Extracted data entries
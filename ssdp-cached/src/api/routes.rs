use std::sync::Arc;
use axum::{
    extract::{Path, Query, State},
    http::StatusCode,
    routing::get,
    Json, Router,
};
use serde::{Deserialize, Serialize};
use shared::protocol::API_PREFIX;
use shared::types::DeviceRecord;
use crate::cache_manager::CacheHandle;
use crate::config::{CacheConfig, Config};

#[derive(Clone)]
pub struct AppState {
    pub cache: CacheHandle,
    pub config: Arc<Config>,
}

#[derive(Serialize)]
pub struct ConfigResponse {
    pub cache: CacheConfig,
    pub ignore_byebye: bool,
    pub interfaces: Vec<String>,
}

#[derive(Deserialize)]
pub struct DeviceQuery {
    #[serde(rename = "type")]
    pub service_type: Option<String>,
}

/// Read-only view of the cache
pub fn router(state: AppState) -> Router {
    Router::new()
        .route(&format!("{API_PREFIX}/config"), get(get_config))
        .route(&format!("{API_PREFIX}/devices"), get(get_devices))
        .route(&format!("{API_PREFIX}/devices/:usn"), get(get_device))
        .with_state(state)
}

async fn get_config(State(state): State<AppState>) -> Json<ConfigResponse> {
    Json(ConfigResponse {
        cache: state.config.cache.clone(),
        ignore_byebye: state.config.relay.ignore_byebye,
        interfaces: state.config.relay.interfaces.iter().map(|i| i.to_string()).collect(),
    })
}

async fn get_devices(
    State(state): State<AppState>,
    Query(params): Query<DeviceQuery>,
) -> Result<Json<Vec<DeviceRecord>>, StatusCode> {
    let devices = if let Some(service_type) = params.service_type {
        state.cache.get_by_type(service_type).await
    } else {
        state.cache.get_all().await
    };

    devices
        .map(Json)
        .map_err(|e| {
            tracing::error!("Failed to query devices: {}", e);
            StatusCode::INTERNAL_SERVER_ERROR
        })
}

async fn get_device(
    State(state): State<AppState>,
    Path(usn): Path<String>,
) -> Result<Json<DeviceRecord>, StatusCode> {
    state
        .cache
        .get_one(usn)
        .await
        .map_err(|e| {
            tracing::error!("Failed to query device: {}", e);
            StatusCode::INTERNAL_SERVER_ERROR
        })?
        .map(Json)
        .ok_or(StatusCode::NOT_FOUND)
}
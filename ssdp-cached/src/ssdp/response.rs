use std::net::IpAddr;
use shared::protocol::SERVER_ID;
use shared::types::DeviceRecord;

/// A device is never reported back to the address it was learned from.
pub fn should_answer(device: &DeviceRecord, requester: IpAddr) -> bool {
    device.source != requester
}

/// Render a cached device as a search response.
/// Only LOCATION, ST and USN are carried over from the announcement.
pub fn render(device: &DeviceRecord, max_age_secs: u64) -> String {
    format!(
        "HTTP/1.1 200 OK\r\n\
         LOCATION: {}\r\n\
         SERVER: {}\r\n\
         CACHE-CONTROL: max-age={}\r\n\
         EXT:\r\n\
         ST: {}\r\n\
         USN: {}\r\n\
         \r\n",
        device.location, SERVER_ID, max_age_secs, device.service_type, device.usn,
    )
}
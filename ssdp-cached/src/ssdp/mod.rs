pub mod message;
pub mod response;
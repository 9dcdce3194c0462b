use shared::protocol::{NOTIFY_PREFIX, RESPONSE_PREFIX, SEARCH_PREFIX};

/// Notification subtype of an announcement
#[derive(Debug, Clone, Copy, PartialEq, Eq)]
pub enum Liveness {
    Alive,
    ByeBye,
}

/// A NOTIFY announcement or a search response, reduced to what the cache keeps.
/// Missing headers are empty strings.
#[derive(Debug, Clone, PartialEq, Eq)]
pub struct Announcement {
    pub liveness: Liveness,
    pub usn: String,
    pub service_type: String,
    pub location: String,
}

/// Classified inbound datagram
#[derive(Debug, Clone, PartialEq, Eq)]
pub enum Message {
    Announcement(Announcement),
    Search,
    Unrecognized,
}

/// Classify a raw datagram by its request line and extract the cached fields.
pub fn parse(datagram: &[u8]) -> Message {
    let text = String::from_utf8_lossy(datagram);

    if text.starts_with(NOTIFY_PREFIX) || text.starts_with(RESPONSE_PREFIX) {
        Message::Announcement(parse_announcement(&text))
    } else if text.starts_with(SEARCH_PREFIX) {
        Message::Search
    } else {
        Message::Unrecognized
    }
}

fn parse_announcement(text: &str) -> Announcement {
    // Anything other than an explicit byebye counts as alive
    let liveness = match header(text, "nts") {
        Some(nts) if nts.to_ascii_lowercase().starts_with("ssdp:byebye") => Liveness::ByeBye,
        _ => Liveness::Alive,
    };

    // NT in NOTIFY, ST in search responses
    let service_type = header(text, "nt").or_else(|| header(text, "st"));

    Announcement {
        liveness,
        usn: header(text, "usn").unwrap_or_default().to_string(),
        service_type: service_type.unwrap_or_default().to_string(),
        location: header(text, "location").unwrap_or_default().to_string(),
    }
}

/// Value of the first header whose whole name matches `name`, ignoring case.
/// Leading blanks are skipped and the value ends at the first carriage return.
fn header<'a>(text: &'a str, name: &str) -> Option<&'a str> {
    text.split('\n')
        .skip(1)
        .take_while(|line| !line.trim_end_matches('\r').is_empty())
        .filter_map(|line| line.split_once(':'))
        .find(|(key, _)| key.trim().eq_ignore_ascii_case(name))
        .map(|(_, value)| {
            let value = value.trim_start_matches([' ', '\t']);
            value.split('\r').next().unwrap_or_default()
        })
}
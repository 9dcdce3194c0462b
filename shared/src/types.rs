use std::net::IpAddr;
use chrono::{DateTime, Utc};
use serde::{Serialize, Deserialize};

/// A cached SSDP advertisement.
/// Shared between the relay daemon and its inspection API.
#[derive(Debug, Clone, PartialEq, Eq, Serialize, Deserialize)]
pub struct DeviceRecord {
    /// Unique service name, the cache key
    pub usn: String,

    /// NT from announcements, ST from search responses
    pub service_type: String,

    /// Description URL, forwarded untouched
    pub location: String,

    /// Address the first announcement arrived from
    pub source: IpAddr,

    /// First time this device was seen
    pub first_seen: DateTime<Utc>,

    /// Last alive announcement or search response for this usn
    pub last_seen: DateTime<Utc>,
}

* _What is needed_
Sift the data above for lines with "ConfigResponse", then copy each one.

* _The answer_
pub struct ConfigResponse {
async fn get_config(State(state): State<AppState>) -> Json<ConfigResponse> {
    Json(ConfigResponse {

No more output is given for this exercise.